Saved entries
((

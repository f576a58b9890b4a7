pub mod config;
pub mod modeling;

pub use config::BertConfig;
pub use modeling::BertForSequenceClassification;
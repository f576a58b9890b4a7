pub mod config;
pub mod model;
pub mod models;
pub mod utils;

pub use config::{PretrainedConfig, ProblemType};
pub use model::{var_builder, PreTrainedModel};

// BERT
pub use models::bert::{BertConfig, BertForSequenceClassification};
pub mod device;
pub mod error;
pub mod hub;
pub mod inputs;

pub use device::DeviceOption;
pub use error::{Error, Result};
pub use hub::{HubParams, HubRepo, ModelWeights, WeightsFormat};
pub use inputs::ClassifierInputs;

))
((

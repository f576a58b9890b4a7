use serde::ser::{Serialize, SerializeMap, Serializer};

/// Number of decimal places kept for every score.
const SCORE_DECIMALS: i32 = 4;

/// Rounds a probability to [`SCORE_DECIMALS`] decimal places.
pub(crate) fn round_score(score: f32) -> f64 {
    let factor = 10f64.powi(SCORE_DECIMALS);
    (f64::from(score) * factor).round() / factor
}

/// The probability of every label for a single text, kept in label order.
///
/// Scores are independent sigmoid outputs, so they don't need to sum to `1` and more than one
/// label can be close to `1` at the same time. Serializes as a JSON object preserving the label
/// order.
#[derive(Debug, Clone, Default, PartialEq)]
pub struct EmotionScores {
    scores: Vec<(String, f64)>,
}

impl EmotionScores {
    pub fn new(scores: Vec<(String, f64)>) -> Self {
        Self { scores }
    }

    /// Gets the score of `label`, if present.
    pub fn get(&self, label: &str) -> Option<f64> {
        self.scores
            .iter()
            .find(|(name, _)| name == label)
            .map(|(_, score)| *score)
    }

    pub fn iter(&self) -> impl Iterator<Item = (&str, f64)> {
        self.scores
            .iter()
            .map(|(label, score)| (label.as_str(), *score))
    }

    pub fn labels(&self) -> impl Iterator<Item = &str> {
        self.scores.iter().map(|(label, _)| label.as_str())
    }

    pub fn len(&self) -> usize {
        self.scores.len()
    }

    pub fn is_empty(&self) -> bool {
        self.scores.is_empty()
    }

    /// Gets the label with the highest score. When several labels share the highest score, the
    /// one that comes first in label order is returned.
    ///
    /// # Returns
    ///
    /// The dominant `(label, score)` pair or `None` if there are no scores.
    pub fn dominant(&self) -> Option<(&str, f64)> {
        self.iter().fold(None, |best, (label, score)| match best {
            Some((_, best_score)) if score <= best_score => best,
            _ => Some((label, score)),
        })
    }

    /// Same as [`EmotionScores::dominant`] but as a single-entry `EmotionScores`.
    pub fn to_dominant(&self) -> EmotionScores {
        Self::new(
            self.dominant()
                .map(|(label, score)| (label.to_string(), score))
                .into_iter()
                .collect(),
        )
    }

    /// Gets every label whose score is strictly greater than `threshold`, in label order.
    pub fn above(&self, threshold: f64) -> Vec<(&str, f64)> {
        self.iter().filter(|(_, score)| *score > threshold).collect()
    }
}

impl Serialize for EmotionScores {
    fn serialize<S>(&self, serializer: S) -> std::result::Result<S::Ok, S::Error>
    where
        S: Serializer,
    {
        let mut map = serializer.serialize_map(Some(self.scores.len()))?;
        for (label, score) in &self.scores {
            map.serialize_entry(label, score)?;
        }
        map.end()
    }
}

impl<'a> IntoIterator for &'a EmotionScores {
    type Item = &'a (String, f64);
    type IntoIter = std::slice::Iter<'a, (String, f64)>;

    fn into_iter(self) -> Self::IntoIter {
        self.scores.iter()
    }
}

))
((

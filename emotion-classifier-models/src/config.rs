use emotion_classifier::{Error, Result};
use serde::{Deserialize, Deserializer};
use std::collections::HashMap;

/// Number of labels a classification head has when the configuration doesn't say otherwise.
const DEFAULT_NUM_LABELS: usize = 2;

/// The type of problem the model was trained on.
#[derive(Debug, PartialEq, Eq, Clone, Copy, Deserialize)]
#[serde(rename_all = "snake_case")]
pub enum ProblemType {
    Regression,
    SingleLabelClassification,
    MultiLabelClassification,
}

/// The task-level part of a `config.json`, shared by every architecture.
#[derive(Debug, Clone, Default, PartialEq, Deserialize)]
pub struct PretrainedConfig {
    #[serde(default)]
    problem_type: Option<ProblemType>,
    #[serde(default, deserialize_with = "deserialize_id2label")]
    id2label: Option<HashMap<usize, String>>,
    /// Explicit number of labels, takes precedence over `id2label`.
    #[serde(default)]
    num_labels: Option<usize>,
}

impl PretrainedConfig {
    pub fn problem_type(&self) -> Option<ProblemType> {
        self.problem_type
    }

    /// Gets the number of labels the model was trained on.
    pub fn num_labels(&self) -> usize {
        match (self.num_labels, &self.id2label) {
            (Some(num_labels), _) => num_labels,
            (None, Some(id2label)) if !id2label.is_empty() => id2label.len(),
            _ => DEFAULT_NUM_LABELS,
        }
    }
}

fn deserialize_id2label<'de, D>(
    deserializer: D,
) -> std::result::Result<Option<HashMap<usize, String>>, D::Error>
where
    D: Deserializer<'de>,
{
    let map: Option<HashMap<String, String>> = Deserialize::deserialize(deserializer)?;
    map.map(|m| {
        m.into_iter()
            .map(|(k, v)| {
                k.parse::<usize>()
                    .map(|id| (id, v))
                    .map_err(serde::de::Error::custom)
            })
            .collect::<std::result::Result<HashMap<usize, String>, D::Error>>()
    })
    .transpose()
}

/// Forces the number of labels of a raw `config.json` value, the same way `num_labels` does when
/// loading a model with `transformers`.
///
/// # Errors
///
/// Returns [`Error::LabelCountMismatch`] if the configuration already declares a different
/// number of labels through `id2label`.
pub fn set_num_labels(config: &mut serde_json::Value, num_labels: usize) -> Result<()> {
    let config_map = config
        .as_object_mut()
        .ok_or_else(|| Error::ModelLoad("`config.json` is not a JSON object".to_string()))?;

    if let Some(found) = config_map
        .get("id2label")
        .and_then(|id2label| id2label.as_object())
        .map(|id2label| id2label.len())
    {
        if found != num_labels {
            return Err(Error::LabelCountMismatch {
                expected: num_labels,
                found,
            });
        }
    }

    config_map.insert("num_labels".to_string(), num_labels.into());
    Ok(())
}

))

[Task details]: Note down each line above where the word "usize" occurs.

[Output for this task]:
    pub fn len(&self) -> usize {
const DEFAULT_NUM_LABELS: usize = 2;
    id2label: Option<HashMap<usize, String>>,
    num_labels: Option<usize>,
    pub fn num_labels(&self) -> usize {
) -> std::result::Result<Option<HashMap<usize, String>>, D::Error>
                k.parse::<usize>()
            .collect::<std::result::Result<HashMap<usize, String>, D::Error>>()
pub fn set_num_labels(config: &mut serde_json::Value, num_labels: usize) -> Result<()> {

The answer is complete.